Supplied data START

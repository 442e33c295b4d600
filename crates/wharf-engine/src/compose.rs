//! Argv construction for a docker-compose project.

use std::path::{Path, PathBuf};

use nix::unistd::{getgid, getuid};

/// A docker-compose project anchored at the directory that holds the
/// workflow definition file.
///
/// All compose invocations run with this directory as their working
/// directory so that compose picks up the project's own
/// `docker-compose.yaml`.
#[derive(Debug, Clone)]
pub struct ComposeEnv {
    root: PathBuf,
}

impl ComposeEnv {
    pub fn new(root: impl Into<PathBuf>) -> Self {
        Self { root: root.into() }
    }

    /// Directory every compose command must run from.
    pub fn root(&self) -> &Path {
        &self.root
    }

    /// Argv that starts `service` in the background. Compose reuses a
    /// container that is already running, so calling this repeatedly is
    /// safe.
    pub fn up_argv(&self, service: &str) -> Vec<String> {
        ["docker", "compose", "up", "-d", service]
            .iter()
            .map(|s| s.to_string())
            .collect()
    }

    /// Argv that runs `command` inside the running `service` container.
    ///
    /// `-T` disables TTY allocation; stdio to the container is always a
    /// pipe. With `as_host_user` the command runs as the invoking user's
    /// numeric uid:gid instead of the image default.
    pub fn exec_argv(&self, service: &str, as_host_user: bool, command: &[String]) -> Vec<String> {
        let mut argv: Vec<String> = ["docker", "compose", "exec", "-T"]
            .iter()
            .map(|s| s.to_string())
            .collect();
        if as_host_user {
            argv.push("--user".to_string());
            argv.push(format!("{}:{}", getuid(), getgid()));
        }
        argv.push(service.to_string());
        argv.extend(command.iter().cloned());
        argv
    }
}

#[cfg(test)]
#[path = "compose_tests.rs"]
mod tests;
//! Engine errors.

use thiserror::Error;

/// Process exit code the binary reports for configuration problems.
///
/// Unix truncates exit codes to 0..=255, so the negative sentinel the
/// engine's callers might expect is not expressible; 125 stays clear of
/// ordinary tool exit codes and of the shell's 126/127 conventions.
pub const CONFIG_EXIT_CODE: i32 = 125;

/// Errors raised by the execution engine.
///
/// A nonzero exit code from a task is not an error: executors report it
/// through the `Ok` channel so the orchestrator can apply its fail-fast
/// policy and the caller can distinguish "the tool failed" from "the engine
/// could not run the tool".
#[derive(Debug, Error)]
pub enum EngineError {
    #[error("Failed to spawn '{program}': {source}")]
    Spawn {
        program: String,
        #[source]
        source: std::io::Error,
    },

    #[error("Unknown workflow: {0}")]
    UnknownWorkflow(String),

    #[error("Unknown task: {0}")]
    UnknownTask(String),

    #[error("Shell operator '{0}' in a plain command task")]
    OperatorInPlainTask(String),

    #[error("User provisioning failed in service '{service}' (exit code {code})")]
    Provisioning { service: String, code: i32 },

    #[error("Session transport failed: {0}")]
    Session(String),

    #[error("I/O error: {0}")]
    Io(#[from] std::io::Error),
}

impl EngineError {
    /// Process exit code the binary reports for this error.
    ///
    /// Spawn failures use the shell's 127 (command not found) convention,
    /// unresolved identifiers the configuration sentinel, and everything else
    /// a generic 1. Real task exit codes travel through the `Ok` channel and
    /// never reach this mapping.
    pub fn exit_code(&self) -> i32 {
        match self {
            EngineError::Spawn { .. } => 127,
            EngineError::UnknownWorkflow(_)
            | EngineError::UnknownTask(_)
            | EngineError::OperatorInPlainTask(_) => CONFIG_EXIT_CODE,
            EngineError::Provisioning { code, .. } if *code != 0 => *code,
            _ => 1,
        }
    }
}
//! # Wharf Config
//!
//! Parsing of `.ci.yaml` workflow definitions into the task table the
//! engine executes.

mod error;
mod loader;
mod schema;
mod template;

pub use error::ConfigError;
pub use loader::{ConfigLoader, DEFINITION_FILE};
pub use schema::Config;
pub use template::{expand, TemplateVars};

Supplied data END
Supplied data START

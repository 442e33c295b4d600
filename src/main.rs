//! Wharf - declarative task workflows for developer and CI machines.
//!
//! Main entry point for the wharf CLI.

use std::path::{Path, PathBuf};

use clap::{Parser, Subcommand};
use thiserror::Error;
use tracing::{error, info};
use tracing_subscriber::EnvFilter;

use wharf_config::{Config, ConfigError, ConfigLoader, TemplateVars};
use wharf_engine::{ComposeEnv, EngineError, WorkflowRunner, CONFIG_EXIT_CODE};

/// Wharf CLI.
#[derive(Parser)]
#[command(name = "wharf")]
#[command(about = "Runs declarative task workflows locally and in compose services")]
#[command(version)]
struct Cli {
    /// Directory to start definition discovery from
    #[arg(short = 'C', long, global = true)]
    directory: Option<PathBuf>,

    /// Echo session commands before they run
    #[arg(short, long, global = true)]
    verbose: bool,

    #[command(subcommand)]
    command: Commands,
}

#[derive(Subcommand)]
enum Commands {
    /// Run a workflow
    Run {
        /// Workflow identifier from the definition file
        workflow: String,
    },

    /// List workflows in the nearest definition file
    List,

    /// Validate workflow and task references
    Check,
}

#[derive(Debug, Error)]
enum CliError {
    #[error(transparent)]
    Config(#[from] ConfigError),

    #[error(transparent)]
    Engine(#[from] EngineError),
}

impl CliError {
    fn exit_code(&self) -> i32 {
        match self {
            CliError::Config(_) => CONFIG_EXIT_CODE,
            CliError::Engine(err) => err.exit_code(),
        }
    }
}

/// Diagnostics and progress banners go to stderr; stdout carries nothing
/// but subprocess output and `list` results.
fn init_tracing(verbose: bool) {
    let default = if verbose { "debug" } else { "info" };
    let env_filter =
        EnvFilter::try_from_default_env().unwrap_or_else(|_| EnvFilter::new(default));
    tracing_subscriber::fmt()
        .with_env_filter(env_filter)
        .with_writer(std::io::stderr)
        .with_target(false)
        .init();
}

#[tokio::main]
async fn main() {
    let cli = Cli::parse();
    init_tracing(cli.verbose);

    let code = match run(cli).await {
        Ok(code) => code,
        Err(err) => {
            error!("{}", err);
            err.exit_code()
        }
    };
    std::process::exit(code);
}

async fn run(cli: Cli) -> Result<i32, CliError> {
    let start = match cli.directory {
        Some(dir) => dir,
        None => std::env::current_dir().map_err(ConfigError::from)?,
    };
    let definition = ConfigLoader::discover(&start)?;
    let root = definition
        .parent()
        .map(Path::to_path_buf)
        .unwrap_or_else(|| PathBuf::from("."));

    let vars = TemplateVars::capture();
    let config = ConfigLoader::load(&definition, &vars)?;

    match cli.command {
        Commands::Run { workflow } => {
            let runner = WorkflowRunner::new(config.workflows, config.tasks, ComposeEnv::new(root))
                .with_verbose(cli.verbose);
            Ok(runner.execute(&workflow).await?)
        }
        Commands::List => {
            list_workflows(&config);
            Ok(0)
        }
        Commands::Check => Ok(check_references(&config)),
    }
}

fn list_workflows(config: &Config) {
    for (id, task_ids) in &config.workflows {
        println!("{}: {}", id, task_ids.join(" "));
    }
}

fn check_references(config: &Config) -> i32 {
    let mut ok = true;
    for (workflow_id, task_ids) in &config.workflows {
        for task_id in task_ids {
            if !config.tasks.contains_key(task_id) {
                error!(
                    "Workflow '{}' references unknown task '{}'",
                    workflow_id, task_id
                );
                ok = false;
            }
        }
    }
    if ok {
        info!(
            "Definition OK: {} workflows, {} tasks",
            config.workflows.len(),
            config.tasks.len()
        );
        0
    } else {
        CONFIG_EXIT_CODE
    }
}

Supplied data END
Supplied data START

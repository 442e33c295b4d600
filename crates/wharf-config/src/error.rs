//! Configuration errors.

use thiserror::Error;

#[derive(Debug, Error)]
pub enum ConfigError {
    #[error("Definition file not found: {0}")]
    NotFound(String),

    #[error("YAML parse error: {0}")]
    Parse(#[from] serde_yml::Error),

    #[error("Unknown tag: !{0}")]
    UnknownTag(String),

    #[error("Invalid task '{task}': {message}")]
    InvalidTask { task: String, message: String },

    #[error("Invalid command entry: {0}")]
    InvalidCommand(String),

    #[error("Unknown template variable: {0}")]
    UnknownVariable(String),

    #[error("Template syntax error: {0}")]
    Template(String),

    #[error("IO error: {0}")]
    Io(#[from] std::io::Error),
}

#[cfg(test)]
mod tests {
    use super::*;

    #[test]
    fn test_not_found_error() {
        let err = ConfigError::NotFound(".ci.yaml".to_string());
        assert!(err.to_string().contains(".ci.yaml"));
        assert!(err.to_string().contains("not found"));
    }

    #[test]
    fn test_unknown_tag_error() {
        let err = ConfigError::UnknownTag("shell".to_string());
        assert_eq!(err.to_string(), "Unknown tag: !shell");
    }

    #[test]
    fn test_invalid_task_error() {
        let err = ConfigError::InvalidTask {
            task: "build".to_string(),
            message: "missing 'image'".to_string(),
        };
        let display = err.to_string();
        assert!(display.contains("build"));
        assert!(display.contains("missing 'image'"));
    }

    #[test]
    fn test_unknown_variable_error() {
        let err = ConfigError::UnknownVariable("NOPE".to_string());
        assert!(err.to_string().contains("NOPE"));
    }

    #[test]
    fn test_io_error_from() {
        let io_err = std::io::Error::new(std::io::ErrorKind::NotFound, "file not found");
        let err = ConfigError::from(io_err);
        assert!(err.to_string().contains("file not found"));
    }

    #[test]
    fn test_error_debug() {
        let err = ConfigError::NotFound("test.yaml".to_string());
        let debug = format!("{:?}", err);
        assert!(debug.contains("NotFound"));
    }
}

Supplied data END

Required action:
Based on the entries above, give the number of lines with the string "default" and no further text.

Answer to this exercise:
3